Governments and different authorities can apply analytics to Big Data to create the understanding required to manage social utilities and to develop solutions necessary to solve common problems, such as city congestion, crime, and drug use. However, governments must also consider other issues such as privacy and confidentiality while dealing with Big Data.

In manufacturing and processing, Big Data offers insights that stakeholders can use to efficiently use raw materials to output quality products. Manufacturers can perform analytics on big data to generate ideas that can be used to increase market share, enhance safety, minimize wastage, and solve other challenges faster.

In the retail sector, companies rely heavily on customer loyalty to maintain market share in a highly competitive market. In this case, managing big data can help retailers to understand the best methods to utilize in marketing their products to existing and potential consumers, and also to sustain relationships.

Challenges Handling Big Data

With the introduction of Big Data, the challenge of consolidating and creating value on data assets becomes magnified. Today, organizations are expected to handle increased data velocity, variety, and volume. It is now a business necessity to deal with traditional enterprise data and Big Data. Traditional relational databases are suitable for storing, processing, and managing low-latency data. Big Data has increased volume, variety, and velocity, making it difficult for legacy database systems to efficiently handle it.

Failing to act on this challenge implies that enterprises cannot tap the opportunities presented by data generated from diverse sources, such as machine sensors, weblogs, social media, and so on. On the contrary, organizations that will explore Big Data capabilities amidst its challenges will remain competitive. It is necessary for businesses to integrate diverse systems with Big Data platforms in a meaningful manner, as heterogeneity of data environments continue to increase.

Virtualization

Virtualization involves turning physical computing resources, such as databases and servers into multiple systems. The concept consists of making the function of an IT resource simulated in software, making it identical to the corresponding physical object.

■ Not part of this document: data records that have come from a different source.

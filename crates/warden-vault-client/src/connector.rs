// Copyright (c) 2025 Geoffrey Huntley <ghuntley@ghuntley.com>. All rights reserved.
// SPDX-License-Identifier: Proprietary

use std::sync::Arc;
use warden_credentials_core::{EngineConnection, EngineConnector, EngineResult, SecretEngine};

use crate::client::{ClientOptions, VaultClient};

/// Builds a [`VaultClient`] per store connection.
#[derive(Debug, Clone, Default)]
pub struct VaultConnector {
	options: ClientOptions,
}

impl VaultConnector {
	pub fn new(options: ClientOptions) -> Self {
		Self { options }
	}
}

impl EngineConnector for VaultConnector {
	fn connect(&self, connection: &EngineConnection) -> EngineResult<Arc<dyn SecretEngine>> {
		let client = VaultClient::new(connection, &self.options)?;
		Ok(Arc::new(client))
	}
}
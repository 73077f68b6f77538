use super::report::{
    print_partitions, print_smart, print_uptime, spinner, status_table, weather_line,
};
use crate::api::{OpenMeteoClient, WeatherLocation};
use crate::app;
use crate::config::{Config, LED_PINS};
use crate::error::Result;
use crate::lights::{self, LedBank, LogLeds};
use crate::system::{services, smart, SystemAction, SystemSampler};
use clap::{Args, Parser, Subcommand};
use colored::*;
use tracing::{error, info};

/// Front panel, light show and status tools for a Raspberry Pi NAS
#[derive(Parser, Debug)]
#[command(author, version, about, long_about = None)]
pub struct Cli {
    /// Use the terminal as the display, the keyboard as the knob and log the LEDs
    #[arg(long, global = true)]
    pub simulate: bool,

    /// Without a subcommand an interactive menu is shown
    #[command(subcommand)]
    pub command: Option<Commands>,
}

#[derive(Subcommand, Debug, Clone)]
pub enum Commands {
    /// Run the OLED menu, screens and idle dashboard
    Run,

    /// Spin the activity LEDs while the NAS disk is busy
    Lights,

    /// Print system metrics
    Status {
        /// Print JSON instead of a table
        #[arg(long)]
        json: bool,
    },

    /// Print the SMART health summary of a drive
    Smart(SmartArgs),

    /// Print the current weather and the next hours
    Weather,

    /// Print the system uptime
    Uptime,

    /// Print the load averages
    Load,

    /// Print usage of the mounted drives
    Disks,

    /// Restart a systemd service
    Restart(RestartArgs),
}

#[derive(Args, Debug, Clone)]
pub struct SmartArgs {
    /// Device to query (defaults to NAS_PANEL_SMART_DEVICE)
    #[arg(short, long)]
    pub device: Option<String>,
}

#[derive(Args, Debug, Clone)]
pub struct RestartArgs {
    /// systemd unit name, e.g. smbd
    pub unit: String,
}

/// CLI application
pub struct App {
    config: Config,
    simulate: bool,
}

impl App {
    /// Loads the configuration. Simulation always implies a dry run for privileged commands.
    pub fn new(simulate: bool) -> Result<Self> {
        let mut config = Config::load()?;
        if simulate {
            config.dry_run = true;
        }
        info!(
            "Configuration loaded (simulate: {}, dry run: {})",
            simulate, config.dry_run
        );
        Ok(Self { config, simulate })
    }

    pub fn config(&self) -> &Config {
        &self.config
    }

    /// Run one command to completion
    pub async fn run_command(&self, command: Commands) -> Result<()> {
        match command {
            Commands::Run => app::run_panel(&self.config, self.simulate).await?,
            Commands::Lights => self.run_lights().await?,
            Commands::Status { json } => self.show_status(json)?,
            Commands::Smart(args) => {
                let device = args.device.unwrap_or_else(|| self.config.smart_device.clone());
                self.show_smart(&device).await?;
            },
            Commands::Weather => self.show_weather().await?,
            Commands::Uptime => print_uptime(SystemSampler::new().uptime_secs()),
            Commands::Load => {
                let load = SystemSampler::new().load_average();
                println!(
                    "{} {:.2} {:.2} {:.2}",
                    "Load (1/5/15):".cyan(),
                    load.one,
                    load.five,
                    load.fifteen
                );
            },
            Commands::Disks => print_partitions(&SystemSampler::new().partitions()),
            Commands::Restart(args) => {
                self.run_action(SystemAction::RestartService(args.unit))
                    .await?
            },
        }

        Ok(())
    }

    async fn run_lights(&self) -> Result<()> {
        println!(
            "{}",
            "Starting NAS Activity Light Show. Press Ctrl+C to stop.".cyan()
        );
        let mut leds = self.open_leds()?;
        lights::run_light_show(leds.as_mut(), &self.config.nas_mount).await
    }

    fn open_leds(&self) -> Result<Box<dyn LedBank>> {
        if self.simulate {
            return Ok(Box::new(LogLeds::new(LED_PINS.len())));
        }
        #[cfg(feature = "rpi")]
        {
            Ok(Box::new(lights::GpioLeds::open(&LED_PINS)?))
        }
        #[cfg(not(feature = "rpi"))]
        {
            Err(crate::error::AppError::Hardware(
                "LED output needs the `rpi` feature; use --simulate".to_string(),
            ))
        }
    }

    fn show_status(&self, json: bool) -> Result<()> {
        let snapshot = SystemSampler::new().snapshot(&self.config.net_iface);
        if json {
            println!("{}", serde_json::to_string_pretty(&snapshot)?);
        } else {
            println!("{}", status_table(&snapshot));
        }
        Ok(())
    }

    async fn show_smart(&self, device: &str) -> Result<()> {
        let pb = spinner(&format!("Running smartctl on {}", device))?;
        let result = smart::read_report(device, self.config.use_sudo).await;
        pb.finish_and_clear();
        let report = result?;
        print_smart(device, &report);
        Ok(())
    }

    async fn show_weather(&self) -> Result<()> {
        let client = OpenMeteoClient::with_base_url(&self.config.weather_url)?;
        let location = WeatherLocation {
            latitude: self.config.latitude,
            longitude: self.config.longitude,
            timezone: self.config.timezone.clone(),
        };
        let pb = spinner("Fetching weather")?;
        let result = client.get_current_weather(&location).await;
        pb.finish_and_clear();
        let report = result?;
        println!("{} {}", "Weather:".cyan(), weather_line(&report));
        Ok(())
    }

    /// Runs a privileged action with a spinner.
    pub async fn run_action(&self, action: SystemAction) -> Result<()> {
        let pb = spinner(&format!("{}...", action.progress_label()))?;
        let result = services::run(&action, self.config.use_sudo, self.config.dry_run).await;
        pb.finish_and_clear();
        match &result {
            Ok(()) if self.config.dry_run => {
                println!("{} {}", "Dry run, skipped:".yellow(), action)
            },
            Ok(()) => println!("{} {}", "Done:".green(), action),
            Err(e) => error!("{} failed: {}", action, e),
        }
        result
    }
}

#[cfg(test)]
mod tests {
    use super::*;

    #[test]
    fn test_parse_subcommands() {
        let cli = Cli::parse_from(["nas-panel", "status", "--json"]);
        assert!(matches!(cli.command, Some(Commands::Status { json: true })));
        assert!(!cli.simulate);

        let cli = Cli::parse_from(["nas-panel", "smart", "--device", "/dev/sdb", "--simulate"]);
        assert!(cli.simulate);
        match cli.command {
            Some(Commands::Smart(args)) => assert_eq!(args.device.as_deref(), Some("/dev/sdb")),
            other => panic!("unexpected command: {:?}", other),
        }

        let cli = Cli::parse_from(["nas-panel", "--simulate", "restart", "smbd"]);
        match cli.command {
            Some(Commands::Restart(args)) => assert_eq!(args.unit, "smbd"),
            other => panic!("unexpected command: {:?}", other),
        }
    }

    #[test]
    fn test_no_subcommand_means_interactive() {
        let cli = Cli::parse_from(["nas-panel"]);
        assert!(cli.command.is_none());
    }

    #[test]
    fn test_simulated_leds_are_logged() {
        let app = App {
            config: Config::default(),
            simulate: true,
        };
        let leds = app.open_leds().unwrap();
        assert_eq!(leds.len(), LED_PINS.len());
    }

    #[tokio::test]
    async fn test_dry_run_action_succeeds() {
        let app = App {
            config: Config {
                dry_run: true,
                ..Config::default()
            },
            simulate: true,
        };
        app.run_action(SystemAction::RestartService("smbd".to_string()))
            .await
            .unwrap();
    }
}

Virtualization technique uses abstraction to create a software application to appear and operate like hardware to provide a series of benefits ranging from flexibility, scalability, performance, and reliability.

Typically, virtualization is made possible using virtual machines (VMs) implemented in microprocessors with necessary hardware support and OS-level implementations to enhance computational productivity. VMs offers additional convenience, security, and integrity with little resource overhead.

Benefits of Virtualization

Achieving the economics of wide-scale functional virtualization using available technologies is easy to improve reliability by employing virtualization offered by cloud service providers on fully redundant and standby basis. Traditionally, organizations would deploy several services to operate at a fraction of their capacity to meet increased processing and storage demands. These requirements resulted in increased operating costs and inefficiencies. With the introduction of virtualization, the software can be used to simulate functionalities of hardware. In effect, businesses can outstandingly eliminate the possibility of system failures. At the same time, the technology significantly reduces capital expense components of IT budgets. In future, more resources will be spent on operating, than acquisition expenses. Company funds will be channeled to service providers instead of purchasing expensive equipment and hiring local personnel.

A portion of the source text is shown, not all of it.